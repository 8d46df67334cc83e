//! Browser-style client for the OpenEMR web interface.
//!
//! - `transport`: cookie-holding HTTP seam (`EmrTransport`) with a real and a mock impl
//! - `scrape`: regex extraction of CSRF tokens and created-entity identifiers
//! - `forms`: pure payload builders, one per form
//! - `session`: the authenticated session that ties the three together

pub mod endpoints;
pub mod forms;
pub mod scrape;
pub mod session;
pub mod transport;

pub use forms::*;
pub use session::*;
pub use transport::*;

use thiserror::Error;

#[derive(Error, Debug)]
pub enum EmrError {
    #[error("OpenEMR is not reachable at {0}")]
    Connection(String),

    #[error("HTTP client error: {0}")]
    Http(String),

    #[error("HTTP {status} from {page}")]
    HttpStatus { status: u16, page: String },

    #[error("Could not get CSRF token from {0}")]
    MissingCsrfToken(String),

    #[error("Server error: {0}")]
    ServerError(String),

    #[error("Could not confirm {0} ID in response")]
    IdentifierNotFound(&'static str),

    #[error("Login failed: {0}")]
    LoginFailed(String),

    #[error("Invalid URL: {0}")]
    InvalidUrl(String),
}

....................

*Action item*
When you reach the line containing "one per form" in the data above, start copying exactly, and stop after the line containing "pub use session::*;".

*Task solution*
//! - `forms`: pure payload builders, one per form
//! - `session`: the authenticated session that ties the three together

pub mod endpoints;
pub mod forms;
pub mod scrape;
pub mod session;
pub mod transport;

pub use forms::*;
pub use session::*;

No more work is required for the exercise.